Where They Are Now

The game maker

A pioneer video-game designer remembers Karateka, Prince of Persia, and his Apple II.

Hugh Hamilton

Hugh Hamilton

Jordan Mechner ’85 created the popular video game Prince of Persia in 1989. He also wrote the screenplay for a 2010 film based on the game. View full image

Jordan Mechner ’85 is a pioneer video game designer, graphic novelist, and screenwriter. He’s best known for creating the game franchise Prince of Persia, released in 1989. Mechner’s most recent project is a reboot of his first published game, Karateka, downloadable this fall for the Xbox and PlayStation.

Y: You made the first version of Karateka while an undergraduate at Yale.

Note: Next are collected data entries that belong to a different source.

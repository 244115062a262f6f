//! Typed settings patches and the recursive merge combinator
//!
//! A patch mirrors the settings tree with every field optional. Merging walks
//! the tree field by field: scalars in the patch replace, maps merge key by
//! key, nested records merge recursively, and absent fields keep the existing
//! value. Applying the same patch twice gives the same tree as applying it
//! once.

use crate::error::{Result, ValuationError};
use crate::settings::*;
use crate::types::{DevTrait, Position};
use serde::{Deserialize, Serialize};
use std::collections::BTreeMap;

/// Merge a partial update into an existing value
pub trait Merge {
    type Patch;

    fn apply(&mut self, patch: &Self::Patch);
}

/// Merge `patch` into a copy of `existing`
pub fn merge_settings(existing: &Settings, patch: &SettingsPatch) -> Settings {
    let mut merged = existing.clone();
    merged.apply(patch);
    merged
}

fn replace<T: Clone>(slot: &mut T, patch: &Option<T>) {
    if let Some(value) = patch {
        *slot = value.clone();
    }
}

fn merge_map<K: Ord + Clone, V: Clone>(map: &mut BTreeMap<K, V>, patch: &Option<BTreeMap<K, V>>) {
    if let Some(entries) = patch {
        for (key, value) in entries {
            map.insert(key.clone(), value.clone());
        }
    }
}

fn merge_nested_map<K, V>(map: &mut BTreeMap<K, V>, patch: &Option<BTreeMap<K, V::Patch>>)
where
    K: Ord + Clone,
    V: Merge + Default,
{
    if let Some(entries) = patch {
        for (key, value_patch) in entries {
            map.entry(key.clone()).or_default().apply(value_patch);
        }
    }
}

/// Optional blocks start from their defaults when first patched
fn merge_optional<T: Merge + Default>(slot: &mut Option<T>, patch: &Option<T::Patch>) {
    if let Some(p) = patch {
        slot.get_or_insert_with(T::default).apply(p);
    }
}

impl<V: Clone> Merge for BTreeMap<u32, V> {
    type Patch = BTreeMap<u32, V>;

    fn apply(&mut self, patch: &Self::Patch) {
        for (key, value) in patch {
            self.insert(*key, value.clone());
        }
    }
}

#[derive(Debug, Clone, Default, PartialEq, Serialize, Deserialize)]
#[serde(deny_unknown_fields, default)]
pub struct SettingsPatch {
    pub version: Option<u32>,
    pub pos_spread_scalar: Option<f64>,
    pub pos_offsets: Option<BTreeMap<Position, f64>>,
    pub ovr_curve: Option<OvrCurvePatch>,
    pub age: Option<AgeSettingsPatch>,
    pub youth_buffer: Option<YouthBufferPatch>,
    pub dev_trait: Option<DevTraitPatch>,
    pub physical: Option<PhysicalPatch>,
    pub gravity: Option<GravityPatch>,
    pub future_picks: Option<FuturePickPatch>,
}

impl SettingsPatch {
    /// Parse a patch body, rejecting unknown keys and wrong types
    pub fn from_json(body: &str) -> Result<Self> {
        serde_json::from_str(body).map_err(|e| ValuationError::invalid_input(format!("settings patch: {}", e)))
    }

    pub fn is_empty(&self) -> bool {
        *self == Self::default()
    }
}
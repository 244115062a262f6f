//! Error types for the valuation engine

use thiserror::Error;

/// Result type for valuation engine operations
pub type Result<T> = std::result::Result<T, ValuationError>;

/// Errors that can occur while valuing players and picks.
///
/// Out-of-range ages, ratings and pick numbers are never errors: every
/// numeric function clamps into its calibrated domain instead. Errors are
/// reserved for requests with the wrong shape.
#[derive(Error, Debug)]
pub enum ValuationError {
    /// Missing, wrong-typed or out-of-contract request values
    #[error("Invalid input: {0}")]
    InvalidInput(String),

    /// The requested calculation is switched off in the active settings
    #[error("Feature disabled: {0}")]
    FeatureDisabled(&'static str),

    /// Serialization errors when rendering settings or results
    #[error("Serialization error: {0}")]
    Serialization(#[from] serde_json::Error),
}

impl ValuationError {
    /// Create a new invalid input error
    pub fn invalid_input(msg: impl Into<String>) -> Self {
        Self::InvalidInput(msg.into())
    }

    /// Whether this error describes a bad request rather than a failure
    pub fn is_invalid_input(&self) -> bool {
        matches!(self, Self::InvalidInput(_))
    }
}
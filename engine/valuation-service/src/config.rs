//! Service configuration management
//!
//! Layers, lowest first: built-in defaults (with the store's own
//! `VALUATION_STORE` / `VALUATION_DATA_DIR` variables applied), an optional
//! TOML file, then `VALUATION__SECTION__KEY` environment variables.

use anyhow::{Context, Result};
use serde::{Deserialize, Serialize};
use settings_service::SettingsServiceConfig;
use std::path::{Path, PathBuf};

/// Environment prefix for layered overrides
pub const ENV_PREFIX: &str = "VALUATION";

/// Main service configuration
#[derive(Debug, Clone, Default, PartialEq, Serialize, Deserialize)]
#[serde(default)]
pub struct ServiceConfig {
    /// Settings store configuration
    pub settings: SettingsServiceConfig,

    /// Logging configuration
    pub logging: LoggingConfig,

    /// Output configuration
    pub output: OutputConfig,
}

/// Logging configuration
#[derive(Debug, Clone, PartialEq, Serialize, Deserialize)]
#[serde(default)]
pub struct LoggingConfig {
    /// Log level (trace, debug, info, warn, error); `RUST_LOG` takes precedence
    pub level: String,

    /// Log format (json, pretty, compact)
    pub format: String,
}

/// How command results are printed
#[derive(Debug, Clone, PartialEq, Serialize, Deserialize)]
#[serde(default)]
pub struct OutputConfig {
    /// Pretty-print JSON results
    pub pretty: bool,

    /// Franchise used when a command names none
    pub franchise_id: Option<String>,
}

impl Default for LoggingConfig {
    fn default() -> Self {
        Self { level: "warn".to_string(), format: "compact".to_string() }
    }
}

impl Default for OutputConfig {
    fn default() -> Self {
        Self { pretty: true, franchise_id: None }
    }
}

impl ServiceConfig {
    /// Load configuration from a TOML file
    pub fn from_file(path: &Path) -> Result<Self> {
        let content = std::fs::read_to_string(path)
            .with_context(|| format!("Failed to read configuration file: {:?}", path))?;
        let config: ServiceConfig = toml::from_str(&content)
            .with_context(|| format!("Failed to parse configuration file: {:?}", path))?;
        Ok(config)
    }

    /// Save configuration to a TOML file
    pub fn to_file(&self, path: &Path) -> Result<()> {
        let content = toml::to_string_pretty(self).context("Failed to serialize configuration")?;
        std::fs::write(path, content).with_context(|| format!("Failed to write configuration file: {:?}", path))?;
        Ok(())
    }

    /// Validate configuration
    pub fn validate(&self) -> Result<()> {
        self.settings.validate().context("Invalid settings store configuration")?;

        match self.logging.level.as_str() {
            "trace" | "debug" | "info" | "warn" | "error" => {}
            _ => return Err(anyhow::anyhow!("Invalid log level: {}", self.logging.level)),
        }

        match self.logging.format.as_str() {
            "json" | "pretty" | "compact" => {}
            _ => return Err(anyhow::anyhow!("Invalid log format: {}", self.logging.format)),
        }

        Ok(())
    }
}

/// Load configuration from defaults, an optional file and environment variables
pub fn load_config(file: Option<&Path>) -> Result<ServiceConfig> {
    let defaults = ServiceConfig {
        settings: SettingsServiceConfig::from_env().context("Failed to read store environment")?,
        ..ServiceConfig::default()
    };

    let mut builder = config::Config::builder()
        .add_source(config::Config::try_from(&defaults).context("Failed to encode default configuration")?);

    if let Some(path) = file {
        if !path.exists() {
            return Err(anyhow::anyhow!("Configuration file not found: {:?}", path));
        }
        tracing::debug!("Loading configuration from file: {:?}", path);
        builder = builder.add_source(config::File::from(PathBuf::from(path)));
    }

    let config: ServiceConfig = builder
        .add_source(config::Environment::with_prefix(ENV_PREFIX).prefix_separator("__").separator("__"))
        .build()
        .context("Failed to assemble configuration")?
        .try_deserialize()
        .context("Failed to deserialize configuration")?;

    config.validate()?;
    Ok(config)
}
//! # Valuation Engine
//!
//! Converts player attributes and draft picks into a single trade-value scale.
//!
//! The scale is the 224-pick draft chart: pick 1 is worth 3000 points and the
//! value falls off with every pick until it reaches a floor of 2. Players are
//! valued by mapping their overall rating onto that chart and adjusting the
//! result for position, age, youth, development trait and physical ratings.
//! Future picks are discounted versions of current picks.
//!
//! ## Architecture
//!
//! - **pick_table**: the static draft pick chart and nearest-pick lookup
//! - **anchor**: overall rating to reference-position value
//! - **multipliers**: position, age, youth and development-trait factors
//! - **physical**: speed, throw power, height and ability-slot factors
//! - **gravity**: soft cap for outsized values
//! - **future_picks**: discounted value of picks one or two drafts out
//! - **settings** / **merge**: the tunable parameter tree and deep-merge patches
//! - **pipeline**: the full player valuation
//!
//! Every calculation is a pure function of its inputs and an immutable
//! [`Settings`] snapshot.
//!
//! ## Usage
//!
//! ```rust
//! use valuation_engine::{compute_player_value, DevTrait, PlayerAttributes, Position, Settings};
//!
//! let settings = Settings::default();
//! let player = PlayerAttributes::new(92, 24, Position::WR, DevTrait::Star);
//! let result = compute_player_value(&player, &settings);
//! assert!(result.value > 0.0);
//! assert!(result.nearest_pick.pick >= 1);
//! ```

pub mod anchor;
pub mod error;
pub mod future_picks;
pub mod gravity;
pub mod merge;
pub mod multipliers;
pub mod physical;
pub mod pick_table;
pub mod pipeline;
pub mod settings;
pub mod types;


pub use anchor::anchor_value;
pub use error::{Result, ValuationError};
pub use future_picks::{compute_future_pick_value, value_pick, FuturePickValue, PickValuation};
pub use gravity::gravity;
pub use merge::{merge_settings, Merge, SettingsPatch};
pub use multipliers::{age_multiplier, dev_trait_multiplier, position_multiplier, youth_buffer};
pub use physical::{physical_multiplier, PhysicalKind};
pub use pick_table::{nearest_pick, pick_chart, value_at, NearestPick, PickChartRow};
pub use pipeline::compute_player_value;
pub use settings::Settings;
pub use types::{
    DevTrait, PhysicalAttributes, PickDescriptor, PlayerAttributes, Position, ValuationResult, ValuationTrace,
};

/// Current version of the valuation engine
pub const VERSION: &str = env!("CARGO_PKG_VERSION");
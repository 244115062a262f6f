//! # Settings Service
//!
//! Resolves, patches and persists the [`Settings`](valuation_engine::Settings)
//! snapshots the valuation engine runs against.
//!
//! ## Architecture
//!
//! - **SettingsStore**: async persistence seam for settings rows
//! - **InMemorySettingsStore**: `DashMap`-backed store for tests and one-shot runs
//! - **LocalSettingsStore**: one JSON file per scope
//! - **SettingsResolver**: franchise lookup with default fallback, patch-merge-persist
//!   and default seeding
//!
//! ## Usage
//!
//! ```rust
//! use settings_service::{InMemorySettingsStore, SettingsResolver};
//! use std::sync::Arc;
//!
//! #[tokio::main]
//! async fn main() -> Result<(), Box<dyn std::error::Error>> {
//!     let resolver = SettingsResolver::new(Arc::new(InMemorySettingsStore::new()));
//!     resolver.seed_default().await?;
//!     let settings = resolver.resolve(Some("franchise-7")).await?;
//!     assert_eq!(settings.version, 1);
//!     Ok(())
//! }
//! ```

pub mod config;
pub mod error;
pub mod resolver;
pub mod store;

#[cfg(test)]
mod tests;

pub use config::{SettingsServiceConfig, StoreKind};
pub use error::{Result, SettingsServiceError};
pub use resolver::SettingsResolver;
pub use store::{create_store, InMemorySettingsStore, LocalSettingsStore, SettingsRecord, SettingsScope, SettingsStore};

pub use chrono::{DateTime, Utc};
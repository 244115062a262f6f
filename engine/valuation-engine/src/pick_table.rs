//! Draft pick value table
//!
//! Classic trade-value chart: a fixed first round (3000 down to 590) followed
//! by banded decrements for picks 33..=224. Values never fall below
//! [`PICK_VALUE_FLOOR`], so the table is non-increasing and the late rounds
//! share the floor value.

use serde::{Deserialize, Serialize};

pub const PICKS_PER_ROUND: u32 = 32;
pub const DRAFT_ROUNDS: u32 = 7;
pub const TOTAL_PICKS: u32 = PICKS_PER_ROUND * DRAFT_ROUNDS;

/// Lowest value any pick can carry
pub const PICK_VALUE_FLOOR: i32 = 2;

const FIRST_ROUND: [i32; 32] = [
    3000, 2600, 2200, 1800, 1700, 1600, 1500, 1400, 1350, 1300, 1250, 1200, 1150, 1100, 1050,
    1000, 950, 900, 875, 850, 800, 780, 760, 740, 720, 700, 680, 660, 640, 620, 600, 590,
];

/// Per-pick decrement for picks after the first round
const fn step_for(pick: u32) -> i32 {
    match pick {
        33..=60 => 10,
        61..=64 => 8,
        65..=96 => 5,
        97..=108 => 4,
        109..=128 => 3,
        129..=160 => 2,
        _ => 1,
    }
}

const fn build_table() -> [i32; TOTAL_PICKS as usize] {
    let mut table = [0i32; TOTAL_PICKS as usize];
    let mut i = 0;
    while i < FIRST_ROUND.len() {
        table[i] = FIRST_ROUND[i];
        i += 1;
    }
    let mut running = FIRST_ROUND[31];
    let mut pick = PICKS_PER_ROUND + 1;
    while pick <= TOTAL_PICKS {
        running -= step_for(pick);
        table[(pick - 1) as usize] = if running < PICK_VALUE_FLOOR { PICK_VALUE_FLOOR } else { running };
        pick += 1;
    }
    table
}

/// First pick carrying the floor value
pub const FIRST_FLOORED_PICK: u32 = 132;

static PICK_VALUES: [i32; TOTAL_PICKS as usize] = build_table();

/// Closest table entry to a value
#[derive(Debug, Clone, Copy, PartialEq, Serialize, Deserialize)]
pub struct NearestPick {
    /// Overall pick number, 1..=224
    pub pick: u32,
    /// Round, 1..=7
    pub round: u32,
    /// Pick within the round, 1..=32
    pub pick_in_round: u32,
    /// Table value at `pick`
    pub table_value: f64,
}

/// One row of the chart
#[derive(Debug, Clone, Copy, PartialEq, Serialize, Deserialize)]
pub struct PickChartRow {
    pub pick: u32,
    pub round: u32,
    pub pick_in_round: u32,
    pub value: f64,
}

/// Clamp any integer into the valid pick range
pub fn clamp_pick(pick: i64) -> u32 {
    pick.clamp(1, TOTAL_PICKS as i64) as u32
}

/// Round containing an overall pick
pub fn round_of(pick: u32) -> u32 {
    (pick - 1) / PICKS_PER_ROUND + 1
}

/// Position of an overall pick within its round
pub fn pick_in_round(pick: u32) -> u32 {
    (pick - 1) % PICKS_PER_ROUND + 1
}

/// First and last overall pick of a round; the round is clamped to 1..=7
pub fn round_range(round: u32) -> (u32, u32) {
    let r = round.clamp(1, DRAFT_ROUNDS);
    ((r - 1) * PICKS_PER_ROUND + 1, r * PICKS_PER_ROUND)
}

/// Table value for a pick; out-of-range picks clamp to 1 or 224
pub fn value_at(pick: i64) -> f64 {
    PICK_VALUES[(clamp_pick(pick) - 1) as usize] as f64
}

/// Pick whose table value is closest to `value`.
///
/// Scans 1..=224 in order and keeps the first minimum, so exact ties resolve
/// to the earlier, more valuable pick.
pub fn nearest_pick(value: f64) -> NearestPick {
    let mut best_pick = TOTAL_PICKS;
    let mut best_diff = f64::INFINITY;
    for pick in 1..=TOTAL_PICKS {
        let diff = (value_at(pick as i64) - value).abs();
        if diff < best_diff {
            best_diff = diff;
            best_pick = pick;
        }
    }
    NearestPick {
        pick: best_pick,
        round: round_of(best_pick),
        pick_in_round: pick_in_round(best_pick),
        table_value: value_at(best_pick as i64),
    }
}

/// The full chart, pick 1 first
pub fn pick_chart() -> Vec<PickChartRow> {
    (1..=TOTAL_PICKS)
        .map(|pick| PickChartRow {
            pick,
            round: round_of(pick),
            pick_in_round: pick_in_round(pick),
            value: value_at(pick as i64),
        })
        .collect()
}
//! Overall rating to reference-position value
//!
//! Ratings are mapped onto the draft pick table: 99 lines up with pick 1 and
//! 60 with pick 224. The table value at that pick, normalised between the
//! table's extremes, interpolates between the two calibration anchors.

use crate::pick_table::{value_at, TOTAL_PICKS};
use crate::settings::Settings;

pub const MIN_CALIBRATED_OVR: i32 = 60;
pub const MAX_CALIBRATED_OVR: i32 = 99;

/// Pick number a rating lines up with
pub fn anchor_pick(rating: i32) -> u32 {
    let span = (MAX_CALIBRATED_OVR - MIN_CALIBRATED_OVR) as f64;
    let t = ((rating - MIN_CALIBRATED_OVR) as f64 / span).clamp(0.0, 1.0);
    let last = TOTAL_PICKS as f64;
    (last - t * (last - 1.0)).round() as u32
}

/// Interpolation fraction in [0, 1] for a rating, shaped by the curve's gamma
pub fn anchor_fraction(rating: i32, settings: &Settings) -> f64 {
    let top = value_at(1);
    let bottom = value_at(TOTAL_PICKS as i64);
    let g = (value_at(anchor_pick(rating) as i64) - bottom) / (top - bottom);
    let gamma = settings.ovr_curve.gamma;
    if gamma > 0.0 && gamma != 1.0 {
        g.powf(1.0 / gamma)
    } else {
        g
    }
}

/// Reference-position value for a rating
pub fn anchor_value(rating: i32, settings: &Settings) -> f64 {
    let curve = &settings.ovr_curve;
    curve.qb60 + (curve.qb99 - curve.qb60) * anchor_fraction(rating, settings)
}

#[cfg(test)]
mod tests {
    use super::*;

    #[test]
    fn test_anchor_picks() {
        assert_eq!(anchor_pick(99), 1);
        assert_eq!(anchor_pick(60), 224);
        assert_eq!(anchor_pick(120), 1);
        assert_eq!(anchor_pick(0), 224);
        // t = 20/39, 224 - t * 223 = 109.64
        assert_eq!(anchor_pick(80), 110);
    }

    #[test]
    fn test_anchors_hit_calibration_points() {
        let settings = Settings::default();
        assert!((anchor_value(60, &settings) - 2.5).abs() < 1e-9);
        assert!((anchor_value(99, &settings) - 6000.0).abs() < 1e-9);
        assert!((anchor_value(45, &settings) - 2.5).abs() < 1e-9);
    }

    #[test]
    fn test_mid_rating_between_anchors() {
        let settings = Settings::default();
        let v80 = anchor_value(80, &settings);
        assert!(v80 > 2.5 && v80 < 6000.0);
        // pick 110 is worth 64 on the chart
        let expected = 2.5 + (6000.0 - 2.5) * (64.0 - 2.0) / 2998.0;
        assert!((v80 - expected).abs() < 1e-9);
    }

    #[test]
    fn test_anchor_non_decreasing_in_rating() {
        let settings = Settings::default();
        for r in 60..99 {
            assert!(anchor_value(r + 1, &settings) >= anchor_value(r, &settings));
        }
    }

    #[test]
    fn test_gamma_lifts_top_end_and_keeps_anchors() {
        let mut settings = Settings::default();
        let linear = anchor_value(90, &settings);
        settings.ovr_curve.gamma = 1.15;
        assert!(anchor_value(90, &settings) > linear);
        assert!((anchor_value(99, &settings) - 6000.0).abs() < 1e-9);
        assert!((anchor_value(60, &settings) - 2.5).abs() < 1e-9);
    }
}
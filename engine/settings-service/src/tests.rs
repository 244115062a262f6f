//! Resolver scenarios against both stores

use crate::{create_store, SettingsResolver, SettingsScope, SettingsServiceConfig};
use std::sync::Arc;
use tempfile::TempDir;
use valuation_engine::{Position, SettingsPatch};

async fn local_resolver(dir: &TempDir) -> SettingsResolver {
    let store = create_store(&SettingsServiceConfig::new(dir.path())).await.unwrap();
    SettingsResolver::new(store)
}

#[tokio::test]
async fn test_local_updates_survive_restart() {
    let temp_dir = TempDir::new().unwrap();
    {
        let resolver = local_resolver(&temp_dir).await;
        resolver.seed_default().await.unwrap();
        let patch = SettingsPatch::from_json(r#"{"pos_offsets": {"CB": 0.7}}"#).unwrap();
        resolver.update(Some("ravens"), &patch).await.unwrap();
    }

    let resolver = local_resolver(&temp_dir).await;
    let ravens = resolver.resolve(Some("ravens")).await.unwrap();
    assert_eq!(ravens.pos_offsets.get(&Position::CB), Some(&0.7));
    let scopes = resolver.store().scopes().await.unwrap();
    assert_eq!(scopes, vec![SettingsScope::Default, SettingsScope::Franchise("ravens".to_string())]);
}

#[tokio::test]
async fn test_concurrent_updates_all_land() {
    let resolver = Arc::new(SettingsResolver::new(
        create_store(&SettingsServiceConfig::in_memory()).await.unwrap(),
    ));
    resolver.seed_default().await.unwrap();

    let mut handles = Vec::new();
    for i in 0..8 {
        let resolver = Arc::clone(&resolver);
        handles.push(tokio::spawn(async move {
            let id = format!("team-{}", i);
            let patch = SettingsPatch::from_json(r#"{"version": 2}"#).unwrap();
            resolver.update(Some(id.as_str()), &patch).await
        }));
    }
    for handle in handles {
        assert_eq!(handle.await.unwrap().unwrap().settings.version, 2);
    }
    assert_eq!(resolver.store().scopes().await.unwrap().len(), 9);
}

async fn assert_same_scope_patches_all_land(resolver: SettingsResolver) {
    resolver.seed_default().await.unwrap();

    let mut handles = Vec::new();
    for pos in Position::ALL {
        let resolver = resolver.clone();
        handles.push(tokio::spawn(async move {
            let body = format!(r#"{{"pos_offsets": {{"{}": 0.99}}}}"#, pos);
            let patch = SettingsPatch::from_json(&body).unwrap();
            resolver.update(Some("bears"), &patch).await
        }));
    }
    for handle in handles {
        handle.await.unwrap().unwrap();
    }

    let record = resolver.resolve_record(Some("bears")).await.unwrap();
    assert_eq!(record.revision, Position::ALL.len() as u64);
    for pos in Position::ALL {
        assert_eq!(record.settings.pos_offsets.get(&pos), Some(&0.99), "lost patch for {}", pos);
    }
}

#[tokio::test(flavor = "multi_thread", worker_threads = 4)]
async fn test_same_scope_patches_all_land_local() {
    let temp_dir = TempDir::new().unwrap();
    assert_same_scope_patches_all_land(local_resolver(&temp_dir).await).await;
}

#[tokio::test(flavor = "multi_thread", worker_threads = 4)]
async fn test_same_scope_patches_all_land_in_memory() {
    let store = create_store(&SettingsServiceConfig::in_memory()).await.unwrap();
    assert_same_scope_patches_all_land(SettingsResolver::new(store)).await;
}

#[test]
fn test_blocking_resolve() {
    let resolver = SettingsResolver::new(Arc::new(crate::InMemorySettingsStore::new()));
    let seeded = tokio_test::block_on(resolver.seed_default()).unwrap();
    assert!(seeded);
    let settings = tokio_test::block_on(resolver.resolve(None)).unwrap();
    assert_eq!(settings.version, 1);
}
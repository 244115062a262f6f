//! Logging and tracing setup
//!
//! Logs go to stderr so command output on stdout stays machine-readable.

use crate::config::LoggingConfig;
use anyhow::{anyhow, Result};
use tracing_subscriber::{fmt, layer::SubscriberExt, prelude::*, util::SubscriberInitExt, EnvFilter};

/// Initialize logging from configuration; `RUST_LOG` overrides the configured level
pub fn initialize_logging(config: &LoggingConfig) -> Result<()> {
    let env_filter = EnvFilter::try_from_default_env().unwrap_or_else(|_| EnvFilter::new(&config.level));

    let fmt_layer = match config.format.as_str() {
        "json" => fmt::layer()
            .json()
            .with_writer(std::io::stderr)
            .with_target(true)
            .with_file(true)
            .with_line_number(true)
            .boxed(),
        "pretty" => fmt::layer()
            .pretty()
            .with_writer(std::io::stderr)
            .with_target(false)
            .with_thread_names(true)
            .with_file(true)
            .with_line_number(true)
            .with_ansi(true)
            .boxed(),
        _ => fmt::layer().compact().with_writer(std::io::stderr).with_target(false).boxed(),
    };

    tracing_subscriber::registry()
        .with(env_filter)
        .with(fmt_layer)
        .try_init()
        .map_err(|e| anyhow!("Failed to initialize logging: {}", e))?;

    Ok(())
}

M: I got my Apple II in high school, and took it with me to Yale in 1981. Karateka was a project I started my freshman year, working on it between classes.

Y: The game sold half a million copies.

M: I’d been holding on to this dream since high school, that one day I’d make a game that would be good enough to be on the bestseller lists. I remember going to the bookstore by the A&A Building and buying Billboard magazine and seeingKarateka was number one. It was exactly the dream I’d come to Yale with.

Y: Did that get you lots of dates?

M: I’m sure there must have been a way it could have helped my dating life, but alas, in four years I was never smart enough to figure it out.

Y: Your next game for Broderbund was Prince of Persia.

M: I wanted to combine the cinematic storytelling of Karatekawith a platform game, where you had to figure out how to get through the level. I was inspired by the swashbuckling and sword fighting in the 1938 Errol Flynn movie The Adventures of Robin Hood, and the fantastical, magical world in the 1940 movie The Thief of Baghdad. I spent four years making Prince of Persia. As with Karateka, it was just me and the Apple II, and a couple years’ worth of elbow grease.

Y: My favorite game of yours is 1997’s The Last Express,a brainy game that takes place on the Orient Express at the dawn of World War I.

M: After Prince of Persia shipped in 1989, at that point I had spent a good chunk of the last ten years at the Apple II, programming. I wanted to do something different. I lived in Europe for a year, and got immersed in French graphic novels. That was a big inspiration for The Last Express.

Y: Did you decide to remake Karateka out of nostalgia for the ’80s?

M: Nostalgia is a feeling I’ve always understood. Looking at my games, I’ve always been drawn to time periods in the past. Somehow the ’80s to me just seem to be in the zeitgeist in so many ways. I think one of the things about those early ’80s games that appeal to young people today is that they have this handmade quality. For the animations in Prince of Persia, I videotaped my brother running and jumping.

Y: You recently published the journals you kept while making Prince of Persia.

M: There are moments in the journals when I’m in despair and ready to give up the whole thing, and there are moments of excitement when I just can’t wait to work on it. There’s one entry that always makes me laugh, where I wrote, “But who knows if there’s even going to be a video game industry this time next year?”